Another issue regarding the Java memory and containers is the container integration feature, which was introduced and enabled by default in Java 10 by providing a new command line option called -XX:+UseContainerSupport. Until Java 9 the JVM did not recognize memory or CPU limits set by the container. Therefore, JVM tried to utilize more memory than was available to the container causing OOMEs.

Container integration feature has been backported in 8u191 and experimental support was introduced in 8u131.

To illustrate that problem let's assume a host, that is running containers, has 16 gigabytes of system memory and the container's memory is limited to 2 gigabytes. Before Java 10, the JVM by default should allocate 25% of system memory, that is 512 megabytes, for maximum heap size but allocate 25% of the host system memory and that would be 4 gigabytes for maximum heap size in this case.

However, container integration can still be a problem with cgroup v2 because older Java versions use cgroup v1. Support for cgroup v2 was introduced in Java 15.

Metaspace - It is used to manage memory for class metadata.
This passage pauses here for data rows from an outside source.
impl<A, R, C> ExecutionGatekeeper<A, R, C>
where
    A: AuditTrail,
    R: TokenRegistry,
    C: Clock,
{
    pub fn new(audit: A, registry: R, clock: C) -> Self {
        Self {
            audit,
            registry,
            clock,
        }
    }

    pub fn audit(&self) -> &A {
        &self.audit
    }

    pub fn registry(&self) -> &R {
        &self.registry
    }

    /// Decide whether `token` may be redeemed for `req`, and record the
    /// attempt.
    ///
    /// Every call is appended to the audit trail before it returns. If the
    /// append fails the call returns `GateError` instead of a decision; the
    /// caller must treat that as a refusal. A token consumed in STEP_7 stays
    /// consumed in that case.
    pub fn evaluate(
        &self,
        token: Option<&PermissionToken>,
        req: &GateRequest,
    ) -> Result<GateDecision, GateError> {
        let now = self.clock.now();
        let verdict = run_steps(token, req, &self.registry, now);
        let attempt = attempt_record(token, req, now, &verdict);

        let audit_log_id = self.audit.append(&attempt).map_err(|e| {
            error!(
                symbol = %req.symbol,
                token_id = ?token.map(PermissionToken::id),
                allowed = verdict.is_ok(),
                error = %e,
                "audit append failed; refusing to return a decision"
            );
            GateError::AuditUnavailable {
                reason: format!("{e:#}"),
            }
        })?;

        let decision = match verdict {
            Ok(()) => {
                info!(
                    symbol = %req.symbol,
                    token_id = ?token.map(PermissionToken::id),
                    risk = req.risk_requested,
                    audit_log_id,
                    "execution allowed"
                );
                GateDecision {
                    allowed: true,
                    reason: ALL_CHECKS_PASSED.to_string(),
                    block: None,
                    block_gate: None,
                    token_consumed: true,
                    token_id: token.map(PermissionToken::id),
                    audit_log_id,
                    decided_at: now,
                }
            }
            Err(b) => {
                warn!(
                    symbol = %req.symbol,
                    token_id = ?token.map(PermissionToken::id),
                    gate = %b.gate,
                    code = %b.code,
                    reason = %b.reason,
                    audit_log_id,
                    "execution blocked"
                );
                GateDecision {
                    allowed: false,
                    reason: b.reason,
                    block: Some(b.code),
                    block_gate: Some(b.gate),
                    token_consumed: false,
                    token_id: token.map(PermissionToken::id),
                    audit_log_id,
                    decided_at: now,
                }
            }
        };
        Ok(decision)
    }
}

// ---------------------------------------------------------------------------
// Steps
// ---------------------------------------------------------------------------

fn run_steps<R: TokenRegistry + ?Sized>(
    token: Option<&PermissionToken>,
    req: &GateRequest,
    registry: &R,
    now: DateTime<Utc>,
) -> Result<(), Block> {
    let token = check_token(token, registry, now)?;
    check_symbol(token, req)?;
    check_scenario(token, req)?;
    check_alignment(req)?;
    check_risk(token, req)?;
    check_mode(req, now)?;
    check_execution_type(req)?;
    commit(token, registry, now)
}
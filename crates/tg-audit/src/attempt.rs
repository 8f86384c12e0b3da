use chrono::{DateTime, Utc};
use serde::{Deserialize, Serialize};
use std::collections::BTreeMap;
use tg_schemas::{AlignmentState, ExecutionType, GateStep, MarketMode, Scenario, TokenStatus};
use uuid::Uuid;

#[derive(Debug, Clone, Copy, PartialEq, Eq, Hash, Serialize, Deserialize)]
#[serde(rename_all = "SCREAMING_SNAKE_CASE")]
pub enum AttemptResult {
    Allowed,
    Blocked,
}

impl AttemptResult {
    pub fn as_str(&self) -> &'static str {
        match self {
            AttemptResult::Allowed => "ALLOWED",
            AttemptResult::Blocked => "BLOCKED",
        }
    }
}

/// Whether the requested risk fit within the token's ceiling.
#[derive(Debug, Clone, Copy, PartialEq, Eq, Serialize, Deserialize)]
#[serde(rename_all = "SCREAMING_SNAKE_CASE")]
pub enum RiskBudgetStatus {
    Allowed,
    Blocked,
}

/// One gate evaluation, exactly as it was decided.
#[derive(Debug, Clone, PartialEq, Serialize, Deserialize)]
pub struct ExecutionAttempt {
    pub attempted_at: DateTime<Utc>,
    pub token_id: Option<Uuid>,
    pub token_status: TokenStatus,
    pub symbol: String,
    pub timeframe: String,
    pub market_mode: MarketMode,
    pub scenario_active: Scenario,
    pub prob_a: f64,
    pub prob_b: f64,
    pub prob_c: f64,
    pub alignment_state: AlignmentState,
    /// `None` when the caller passed a non-finite amount.
    pub risk_requested: Option<f64>,
    /// Token ceiling; zero without a token.
    pub risk_allowed: f64,
    pub risk_budget_status: RiskBudgetStatus,
    pub execution_type: ExecutionType,
    pub attempted: bool,
    pub result: AttemptResult,
    pub block_code: Option<String>,
    pub block_reason: Option<String>,
    pub block_gate: Option<GateStep>,
}

/// Summary for selectivity reporting.
#[derive(Debug, Clone, PartialEq, Serialize, Deserialize)]
pub struct AuditStats {
    pub total_attempts: usize,
    pub allowed: usize,
    pub blocked: usize,
    /// allowed / total; 0 on an empty log.
    pub selectivity_ratio: f64,
    pub block_reasons: BTreeMap<String, usize>,
}
use anyhow::Result;
use clap::{Parser, Subcommand};
use std::process::ExitCode;

mod commands;

use commands::{audit, gate, risk, Outcome};

#[derive(Parser)]
#[command(name = "tg")]
#[command(about = "Permission and risk-control gate", long_about = None)]
struct Cli {
    /// Session config paths in merge order (falls back to TG_CONFIG)
    #[arg(long = "config", global = true)]
    config_paths: Vec<String>,

    #[command(subcommand)]
    cmd: Commands,
}

#[derive(Subcommand)]
enum Commands {
    /// Compute layered config hash + print canonical JSON
    ConfigHash {
        /// Paths in merge order (base -> env -> desk overrides...)
        #[arg(required = true)]
        paths: Vec<String>,
    },

    /// Risk ledger commands
    Risk {
        #[command(subcommand)]
        cmd: risk::RiskCmd,
    },

    /// Redeem permission tokens
    Gate {
        #[command(subcommand)]
        cmd: gate::GateCmd,
    },

    /// Execution audit trail utilities
    Audit {
        #[command(subcommand)]
        cmd: audit::AuditCmd,
    },
}

fn main() -> Result<ExitCode> {
    // Silent if the file does not exist.
    let _ = dotenvy::from_filename(".env.local");
    init_tracing();

    let cli = Cli::parse();
    let outcome = match cli.cmd {
        Commands::ConfigHash { paths } => {
            let path_refs: Vec<&str> = paths.iter().map(|s| s.as_str()).collect();
            let loaded = tg_config::load_layered_yaml(&path_refs)?;
            println!("config_hash={}", loaded.config_hash);
            println!("{}", loaded.canonical_json);
            Outcome::Done
        }
        Commands::Risk { cmd } => risk::run(&cli.config_paths, cmd)?,
        Commands::Gate { cmd } => gate::run(&cli.config_paths, cmd)?,
        Commands::Audit { cmd } => audit::run(&cli.config_paths, cmd)?,
    };

    Ok(match outcome {
        Outcome::Done => ExitCode::SUCCESS,
        Outcome::Refused => ExitCode::from(2),
    })
}

/// Logs go to stderr; stdout carries only command output.
fn init_tracing() {
    tracing_subscriber::fmt()
        .with_writer(std::io::stderr)
        .with_env_filter(
            tracing_subscriber::EnvFilter::try_from_default_env().unwrap_or_else(|_| "info".into()),
        )
        .init();
}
Class metadata are allocated when classes are loaded. The default max size is unlimited. It can be restricted by using the command line option -XX:MaxMetaspaceSize=256m.

JIT Code Cache - The default value for ReservedCodeCacheSize is 240MB and 48MB with disabled tiered compilation (-XX:-TieredCompilation) since Java 8.

Threads' stacks - The default max size value is 1024k (1MB).

Container memory

The recommended approach for running containers is to run one process in a container at best. It simplifies memory management, horizontal scaling, security, patching and upgrading, and many more.

Linux process memory layout divides memory into segments, like stack, heap, BSS, Data, and Text. The Java memory layout may look similar to the process memory layout. But it is not the same. Java memory allocates as a heap of the process memory.


  1. Java's maximum heap size should not be equal to the total available system memory. Java application not only uses heap but also utilizes non-heap memory.
  2. A good starting point would be to assign up to 75% of a container memory to a Java application heap.
  3. Providing command line options for heap will reduce unutilized memory as the Java application has predefined non-optimal default values for memory pools.
  4. Double-check the JDK/JRE version for container platform compatibility. Consider upgrading it to versions that support your environment.
  5. Monitor and profile your application.